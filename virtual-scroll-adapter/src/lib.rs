//! Host bindings for the `virtual-scroll` crate.
//!
//! The `virtual-scroll` engine is headless: it never touches a real scroll container. This crate
//! provides the small, framework-neutral glue most adapters need:
//!
//! - A [`ScrollHost`] trait for the real container, with [`Subscription`] disposers so listener
//!   registrations are released exactly once
//! - A [`Controller`] that drains queued host events in order, drives the engine's timers, and
//!   writes programmatic scrolls back to the host
//! - A [`VirtualList`] that owns its items and reports when the end of the content is reached
//!
//! This crate is framework-agnostic (no DOM/egui/ratatui bindings).
#![cfg_attr(not(feature = "std"), no_std)]
#![forbid(unsafe_code)]

extern crate alloc;

#[cfg(test)]
extern crate std;

#[macro_use]
mod macros;

mod controller;
mod host;
mod list;

#[cfg(test)]
mod tests;

pub use controller::{Controller, PumpOutcome};
pub use host::{EventSink, HostEvent, ScrollHost, Subscription, WeakEventSink};
pub use list::{EndReachedOptions, VirtualList};
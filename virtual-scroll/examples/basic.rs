// Example: fixed-extent list, passive scrolling and scroll-to helpers.
use virtual_scroll::{ScrollOptions, VirtualScroll};

fn main() {
    let mut v = VirtualScroll::new(
        ScrollOptions::fixed(1_000_000, 20)
            .with_viewport_extent(400)
            .with_overscan(3),
    )
    .expect("valid options");

    println!("total_height={}", v.total_height());
    println!("first window={:?}", v.visible_range().last_index());

    // A burst of wheel events within one frame is applied once, on the next due tick.
    for (i, now_ms) in (0..10u64).zip(0..) {
        v.on_scroll((i * 300) as f64, now_ms);
    }
    let out = v.tick(16);
    println!(
        "flushed={:?} start={} end={}",
        out.flushed_offset,
        v.start_index(),
        v.end_index()
    );

    let off = v.scroll_to_index(999_999);
    println!("after scroll_to_index: offset={off} last={:?}", v.last_index());
}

**WHAT YOU WILL DO**
Transcribe each entry precisely, missing none.

**WRITTEN SOLUTION**
filename virtual-scroll-adapter/src/lib.rs
//! Host bindings for the `virtual-scroll` crate.
//!
//! The `virtual-scroll` engine is headless: it never touches a real scroll container. This crate
//! provides the small, framework-neutral glue most adapters need:
//!
//! - A [`ScrollHost`] trait for the real container, with [`Subscription`] disposers so listener
//!   registrations are released exactly once
//! - A [`Controller`] that drains queued host events in order, drives the engine's timers, and
//!   writes programmatic scrolls back to the host
//! - A [`VirtualList`] that owns its items and reports when the end of the content is reached
//!
//! This crate is framework-agnostic (no DOM/egui/ratatui bindings).
#![cfg_attr(not(feature = "std"), no_std)]
#![forbid(unsafe_code)]

extern crate alloc;

#[cfg(test)]
extern crate std;

#[macro_use]
mod macros;

mod controller;
mod host;
mod list;

#[cfg(test)]
mod tests;

pub use controller::{Controller, PumpOutcome};
pub use host::{EventSink, HostEvent, ScrollHost, Subscription, WeakEventSink};
pub use list::{EndReachedOptions, VirtualList};
filename virtual-scroll/examples/basic.rs
// Example: fixed-extent list, passive scrolling and scroll-to helpers.
use virtual_scroll::{ScrollOptions, VirtualScroll};

fn main() {
    let mut v = VirtualScroll::new(
        ScrollOptions::fixed(1_000_000, 20)
            .with_viewport_extent(400)
            .with_overscan(3),
    )
    .expect("valid options");

    println!("total_height={}", v.total_height());
    println!("first window={:?}", v.visible_range().last_index());

    // A burst of wheel events within one frame is applied once, on the next due tick.
    for (i, now_ms) in (0..10u64).zip(0..) {
        v.on_scroll((i * 300) as f64, now_ms);
    }
    let out = v.tick(16);
    println!(
        "flushed={:?} start={} end={}",
        out.flushed_offset,
        v.start_index(),
        v.end_index()
    );

    let off = v.scroll_to_index(999_999);
    println!("after scroll_to_index: offset={off} last={:?}", v.last_index());
}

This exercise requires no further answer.